As official president of National Association of Slackers in America (NASA), I have devised a few easy to follow guidelines for slacking off at work. Follow these simple rules, and you'll find you workday much more enjoyable as you end up working four hours, tops. 1) Drink lots of water. The more water you drink, the more times you can get up to go to the bathroom. As you're walking back from the bathroom, just stop by to chat with a co-worker for a few minutes. You'd be amazed at how much time those 10 minute bathroom breaks use up during the work day. If your boss starts hassling you, just say that you were in the bathroom...technically, you wouldn't be lying... 2) Use message boards when you surf the net. If you frequent message boards, you can post messages all day long, and the typing you are doing by listing your favorite AC/DC songs or sharing a recipe for blueberry angel food cake will sound like work to nosy, blabbing co-workers.
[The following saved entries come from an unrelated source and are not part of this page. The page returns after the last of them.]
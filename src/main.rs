//! kg2sql CLI: relational schema induction for knowledge graphs.

use std::path::{Path, PathBuf};

use clap::{Parser, Subcommand};
use miette::{IntoDiagnostic, Result};

use kg2sql::config::ConversionConfig;
use kg2sql::export::SchemaExport;
use kg2sql::induce::{InducedSchema, induce};
use kg2sql::persist::{Persister, SqlitePersister, create_table_statement};
use kg2sql::preview::{DEFAULT_MAX_COLUMN_WIDTH, render_table};
use kg2sql::rdf;

#[derive(Parser)]
#[command(
    name = "kg2sql",
    version,
    about = "Induce a relational schema from a knowledge graph"
)]
struct Cli {
    /// Only log warnings and errors.
    #[arg(long, short, global = true)]
    quiet: bool,

    #[command(subcommand)]
    command: Commands,
}

/// Options shared by every command that reads a graph.
#[derive(clap::Args)]
struct InputArgs {
    /// Graph file (Turtle, N-Triples, N-Quads, TriG, N3 or RDF/XML).
    #[arg(long, short)]
    input: PathBuf,

    /// TOML conversion config.
    #[arg(long, short)]
    config: Option<PathBuf>,

    /// Graph format; guessed from the file extension when omitted.
    #[arg(long)]
    format: Option<String>,
}

#[derive(Subcommand)]
enum Commands {
    /// Convert a graph into a new SQLite database.
    Convert {
        #[command(flatten)]
        input: InputArgs,

        /// Database file to create.
        #[arg(long, short)]
        output: PathBuf,

        /// Replace the output database if it exists.
        #[arg(long)]
        overwrite: bool,

        /// Print a preview of every table before writing.
        #[arg(long)]
        preview: bool,
    },

    /// Print the induced CREATE TABLE statements without writing anything.
    Schema {
        #[command(flatten)]
        input: InputArgs,

        /// Print a preview of every table's rows.
        #[arg(long)]
        preview: bool,

        /// Maximum characters per preview cell.
        #[arg(long, default_value_t = DEFAULT_MAX_COLUMN_WIDTH)]
        max_column_width: usize,
    },

    /// Print the induced tables and rows as JSON.
    Export {
        #[command(flatten)]
        input: InputArgs,
    },
}

fn main() -> Result<()> {
    miette::set_hook(Box::new(|_| {
        Box::new(
            miette::MietteHandlerOpts::new()
                .terminal_links(true)
                .unicode(true)
                .context_lines(3)
                .build(),
        )
    }))
    .ok(); // Ignore error if hook already set (e.g., in tests)

    let cli = Cli::parse();

    let default_level = if cli.quiet { "warn" } else { "info" };
    tracing_subscriber::fmt()
        .with_env_filter(
            tracing_subscriber::EnvFilter::try_from_default_env()
                .unwrap_or_else(|_| tracing_subscriber::EnvFilter::new(default_level)),
        )
        .with_writer(std::io::stderr)
        .init();

    match cli.command {
        Commands::Convert {
            input,
            output,
            overwrite,
            preview,
        } => {
            let schema = load_and_induce(&input)?;
            if preview {
                print_schema(&schema, true, DEFAULT_MAX_COLUMN_WIDTH);
            }
            let stats = SqlitePersister::new(&output)
                .overwrite(overwrite)
                .persist(&schema.tables)?;
            println!(
                "Wrote {} tables ({} rows) to {}",
                stats.tables,
                stats.rows,
                output.display()
            );
        }

        Commands::Schema {
            input,
            preview,
            max_column_width,
        } => {
            let schema = load_and_induce(&input)?;
            print_schema(&schema, preview, max_column_width);
        }

        Commands::Export { input } => {
            let schema = load_and_induce(&input)?;
            let export = SchemaExport::from_schema(&schema);
            let json = serde_json::to_string_pretty(&export).into_diagnostic()?;
            println!("{json}");
        }
    }

    Ok(())
}

fn load_config(path: Option<&Path>) -> Result<ConversionConfig> {
    match path {
        Some(path) => Ok(ConversionConfig::load(path)?),
        None => Ok(ConversionConfig::default()),
    }
}

fn load_and_induce(args: &InputArgs) -> Result<InducedSchema> {
    let config = load_config(args.config.as_deref())?;
    let format = args
        .format
        .as_deref()
        .map(rdf::format_from_name)
        .transpose()?;
    let triples = rdf::load_triples(&args.input, format)?;
    Ok(induce(&triples, &config)?)
}

fn print_schema(schema: &InducedSchema, preview: bool, max_column_width: usize) {
    for relation in &schema.relations {
        println!(
            "-- {} {} {} ({})",
            relation.type_a, relation.predicate, relation.type_b, relation.cardinality
        );
    }
    if !schema.relations.is_empty() {
        println!();
    }
    for table in &schema.tables {
        println!("{};", create_table_statement(table));
        if preview {
            println!("{}", render_table(table, max_column_width));
        }
        println!();
    }
}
Two straight hours of mouse clicking sounds very suspicious. 3) Suck up to the boss. What, you think that people kiss their boss's ass for a raise? Sorry, they do it to get out of doing unnecessary work. Find out what your boss's interests are and do some research on them. Even if you can't stand 15th Century impressonist paintings, chatting about it with your boss for an hour is better than those stupid TPS reports, right? 4) Take an early or late lunch. If the standard lunch hour is 12:00 in your office take your lunch at 11:00 or 1:00, if possible. That way, you get a free hour of goofing off when everybody else is out of the office. 5) Leave your desk cluttered. You know why the desks of executives are always clean?? It's because THEY NEVER DO ANY %&*# WORK! When you leave for the day, always make sure there are some papers and folders scattered around the desk, even if it is stuff that you finished with last year. A few sticky notes stuck around the cube with random names, phone numbers, and dates are also a good idea. If your boss walks by and sees a spotless desk, he'll start to get suspicious. Post your own ideas for slacking off at work, if you want to. With your help, we can ensure that the important things in life get accomplished, mainly forwarding cheesy e-mail jokes, downloading lez p*rn, and making giant rubber band balls.
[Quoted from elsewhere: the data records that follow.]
//! Relational table model produced by induction.
//!
//! A [`Table`] carries its column definitions, foreign keys and rows. Entity tables
//! have a text primary key holding the entity name; junction tables for
//! many-to-many relations have none.

pub mod ordered;

use std::fmt;

use serde::Serialize;

pub use ordered::OrderedMap;

/// Column type decided by type inference.
#[derive(Debug, Clone, Copy, PartialEq, Eq, Serialize)]
pub enum SqlType {
    Integer,
    Real,
    Text,
}

impl SqlType {
    pub fn as_sql(&self) -> &'static str {
        match self {
            Self::Integer => "INTEGER",
            Self::Real => "REAL",
            Self::Text => "TEXT",
        }
    }
}

impl fmt::Display for SqlType {
    fn fmt(&self, f: &mut fmt::Formatter<'_>) -> fmt::Result {
        f.write_str(self.as_sql())
    }
}

/// One cell of a row.
#[derive(Debug, Clone, PartialEq, Serialize)]
#[serde(untagged)]
pub enum CellValue {
    Text(String),
    Integer(i64),
    Real(f64),
}

impl CellValue {
    pub fn as_text(&self) -> Option<&str> {
        match self {
            Self::Text(s) => Some(s),
            _ => None,
        }
    }
}

impl fmt::Display for CellValue {
    fn fmt(&self, f: &mut fmt::Formatter<'_>) -> fmt::Result {
        match self {
            Self::Text(s) => write!(f, "{s:?}"),
            Self::Integer(i) => write!(f, "{i}"),
            Self::Real(r) => write!(f, "{r:?}"),
        }
    }
}

impl From<&str> for CellValue {
    fn from(s: &str) -> Self {
        Self::Text(s.to_string())
    }
}

impl From<String> for CellValue {
    fn from(s: String) -> Self {
        Self::Text(s)
    }
}

/// Column definition.
#[derive(Debug, Clone, PartialEq, Serialize)]
pub struct TableField {
    pub sql_type: SqlType,
    pub nullable: bool,
    #[serde(skip_serializing_if = "Option::is_none")]
    pub comment: Option<String>,
}

impl Default for TableField {
    fn default() -> Self {
        Self {
            sql_type: SqlType::Text,
            nullable: false,
            comment: None,
        }
    }
}

#[derive(Debug, Clone, PartialEq, Eq, Serialize)]
pub struct ForeignKey {
    pub field: String,
    pub referenced_table: String,
    pub referenced_key: String,
}

/// A row: field name to value. Absent optional values are simply missing.
pub type Row = OrderedMap<CellValue>;

#[derive(Debug, Clone, PartialEq, Serialize)]
pub struct Table {
    pub name: String,
    pub primary_key: Option<String>,
    pub fields: OrderedMap<TableField>,
    pub foreign_keys: Vec<ForeignKey>,
    /// Rows keyed by entity name (or `a-b` for junction rows).
    pub rows: OrderedMap<Row>,
}

impl Table {
    pub fn new(name: impl Into<String>, primary_key: Option<String>) -> Self {
        Self {
            name: name.into(),
            primary_key,
            fields: OrderedMap::new(),
            foreign_keys: Vec::new(),
            rows: OrderedMap::new(),
        }
    }

    /// Primary key (if any) followed by every field, in definition order.
    pub fn columns(&self) -> Vec<&str> {
        self.primary_key
            .as_deref()
            .into_iter()
            .chain(self.fields.keys())
            .collect()
    }

    pub fn row_count(&self) -> usize {
        self.rows.len()
    }
}

#[cfg(test)]
mod tests {
    use super::*;

    #[test]
    fn columns_start_with_primary_key() {
        let mut table = Table::new("person", Some("personId".into()));
        table.fields.insert("name", TableField::default());
        table.fields.insert("age", TableField::default());
        assert_eq!(table.columns(), vec!["personId", "name", "age"]);

        let junction = Table::new("a_to_b", None);
        assert!(junction.columns().is_empty());
    }

    #[test]
    fn cell_values_serialize_untagged() {
        let row: Vec<CellValue> = vec!["x".into(), CellValue::Integer(3), CellValue::Real(2.5)];
        assert_eq!(serde_json::to_string(&row).unwrap(), r#"["x",3,2.5]"#);
    }
}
Get your work done fast. I used to slack off openly in front of my boss because I was a really quick programmer. He never minded and would frequently slack off with me, since my fast work helped him get his work done just as fast. Strip clubs, shooting ranges, XBOX tournaments, we did it all.
I stopped reading right there. If I work more than 90 minutes in a workday, I'm totally overdoing it. My average is 30 minutes. Keep in mind I am here for 12 hours a day.
Yeah, at this part time law firm job I'm working, my supervisor gave us a quota of boxes to index a day...she said she didn't care how many we did after that as long as we get them done. It takes me about an hour to fulfill the quota. I've started going in a 6:45, reading a book until 8:30, reading cc.net until 11:45 while doing my work a liiitle bit at a time.
I play good ole text based interactive fiction games at work. Remember Zork from the early '80s? You can easily download it, and tons of other new and old i.f. games like it. It is hard to tell that you are playing a game because there are no graphics - just text. Plus their file sizes are tiny. They eat up time real well too. Also, if you know where to look, you can find alot of books in pdf format that are great for work.
Currently, I'm finding Spaced Penguin a good time-killer: http://www.bigideafun.com/penguins/arcade/spaced_penguin/default.htm
Project Gutenburg has most books in the public domain available for download (I think as text files). Where can we look for pdfs of more recent books?
Great, I followed all of A-Train's advice and now my boss has informed me that I will be fired this Friday. Thanks alot.
Bring food for everyone. People are willing to overlook almost anything if you're the one who keeps them supplied with delicious, non-nutritious food. Also, try substituting coffee as your beverage of choice. You get the same bathroom benefits as water AND you get to hang around the coffee machine -- waiting for it to finish brewing, adding cream and sugar, starting a new pot, etc... Plus, if you just stroll around the office with a mug in your hand, everyone assumes you're either on your way to or coming back from the coffee machine so they leave you alone.
That is so true. At the law firm I worked at for three years in Austin, everyone in our group knew that the hour after lunch was my reading time, if you catch my drift. No one cared, it was great! Of course, there was the time my sister flew in from California and surprised me for my graduation. I was getting paged for 30 minutes until someone remembered that the intercom didn't go into the bathroom. That was a little embarassing.
Here are some other tips: Always look frustrated. Look very annoyed. People think you have too much work or doing something analytical. Always have a pen in your hand like your about to write something down. Always suck up to the receptionist so she won't tell on you if youve gone to lunch for more than an hour. I agree, 11:00 is a good time for lunch because you can come back at 12:30 without looking suspicious.